Traditional, signature-based antivirus is a mature technology. The engines do a good job of scanning for malicious code, and vendors compete fiercely to get new signatures out to their customers. But no matter how well the system works, there is an inevitable window of vulnerability between the time new malware is discovered and signatures are distributed.


Vendors at the RSA security conference last month offered various alternatives for closing this window and defeating unwanted code on desktops and other endpoints. The new tools include white lists, blacklists, heuristics and sandboxes. Some of the tools are designed to be all things to all people, providing security beyond traditional antivirus protection.
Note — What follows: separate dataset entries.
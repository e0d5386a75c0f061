//! Per-class layout configuration.
//!
//! Each rocket class names the card stock it is cut from: the card
//! rectangle's size and position on the sheet, the motor notch width,
//! and how many copies to gang onto one sheet. Classes the config
//! file does not mention fall back to the defaults.

use std::collections::HashMap;
use std::fs;
use std::path::{Path, PathBuf};

use serde::Deserialize;

/// Card layout for one rocket class, in output millimetres.
#[derive(Debug, Clone, Deserialize)]
#[serde(default)]
pub struct ClassLayout {
    pub card_width: f64,
    pub card_height: f64,
    pub card_x: f64,
    pub card_y: f64,
    pub notch_width: f64,
    pub copies: usize,
}

impl Default for ClassLayout {
    fn default() -> Self {
        Self {
            card_width: 100.0,
            card_height: 160.0,
            card_x: 5.0,
            card_y: 5.0,
            notch_width: 4.0,
            copies: 1,
        }
    }
}

/// The whole config file.
#[derive(Debug, Default, Deserialize)]
pub struct Config {
    #[serde(default)]
    pub classes: HashMap<String, ClassLayout>,
    /// Path to the label font; no font means no label.
    #[serde(default)]
    pub font: Option<PathBuf>,
}

impl Config {
    pub fn from_json(text: &str) -> Result<Self, serde_json::Error> {
        serde_json::from_str(text)
    }

    pub fn load(path: &Path) -> Result<Self, super::batch::JobError> {
        let text = fs::read_to_string(path)?;
        Ok(Self::from_json(&text)?)
    }

    /// Layout for a document's class; unknown or absent classes get
    /// the defaults.
    pub fn layout_for(&self, class: Option<&str>) -> ClassLayout {
        class
            .and_then(|name| self.classes.get(name).cloned())
            .unwrap_or_default()
    }
}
The most recent release of the multifaceted Blink tool from eEye Digital Security Inc. of Aliso Viejo, Calif., includes antivirus and anti-spyware. Blink also includes host intrusion prevention, buffer overflow prevention, system and application firewalls, a phishing filter and a control engine to enforce security policies. eEye's new antivirus engine uses heuristics and rule violations as well as signatures to spot malware. Blink sandboxes incoming code and examines its behavior, blocking inappropriate activity. The system is effective enough to stop most malicious activity without a signature scan, so it offers protection before a signature is available, said Ross Brown, CEO of eEye Digital.
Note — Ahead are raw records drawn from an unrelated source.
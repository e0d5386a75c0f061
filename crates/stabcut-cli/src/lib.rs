//! # stabcut-cli
//!
//! Command-line front end for stabcut: chart document loading,
//! per-class layout config, TTF glyph outlines, SVG rendering, card
//! placement, and the parallel batch driver.

pub mod cli;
The iSolation Server from Avinti Inc. of Lindon, Utah, also uses a sandbox to detect malicious code. It is a last line of defense, analyzing suspect e-mail that has passed through traditional antivirus and anti-spam tools. As its name implies, it isolates messages on a simulated desktop environment, and 'we observe what that file does,' said Avinti CEO William Kilmer. 'We're catching things that can't be caught by other systems.'


The newest release of the Parity tool from Bit9 Inc. of Cambridge, Mass., creates a white list of acceptable software and peripheral devices that can run on a platform, blocking the execution of any new code that does not come from a trusted source, said Bit9 chief marketing officer Tom Murphy. This lets Parity block malicious code before signatures are available.


Parity's selling point is that, in addition to a white list of approved code and a blacklist of banned code, it gray-lists any unknown code until a decision is made on how to deal with it. Policies about acceptable software and device use can be built for workgroups. When the agent is first loaded, it conducts a discovery of software already on the device and creates a hash of each piece of software so it can be identified and tracked. Whenever a new file is written to the disk, Parity examines it to see if it is an executable, and if it is, checks it against the user's policy of allowable software, executing white-listed code and blocking blacklisted.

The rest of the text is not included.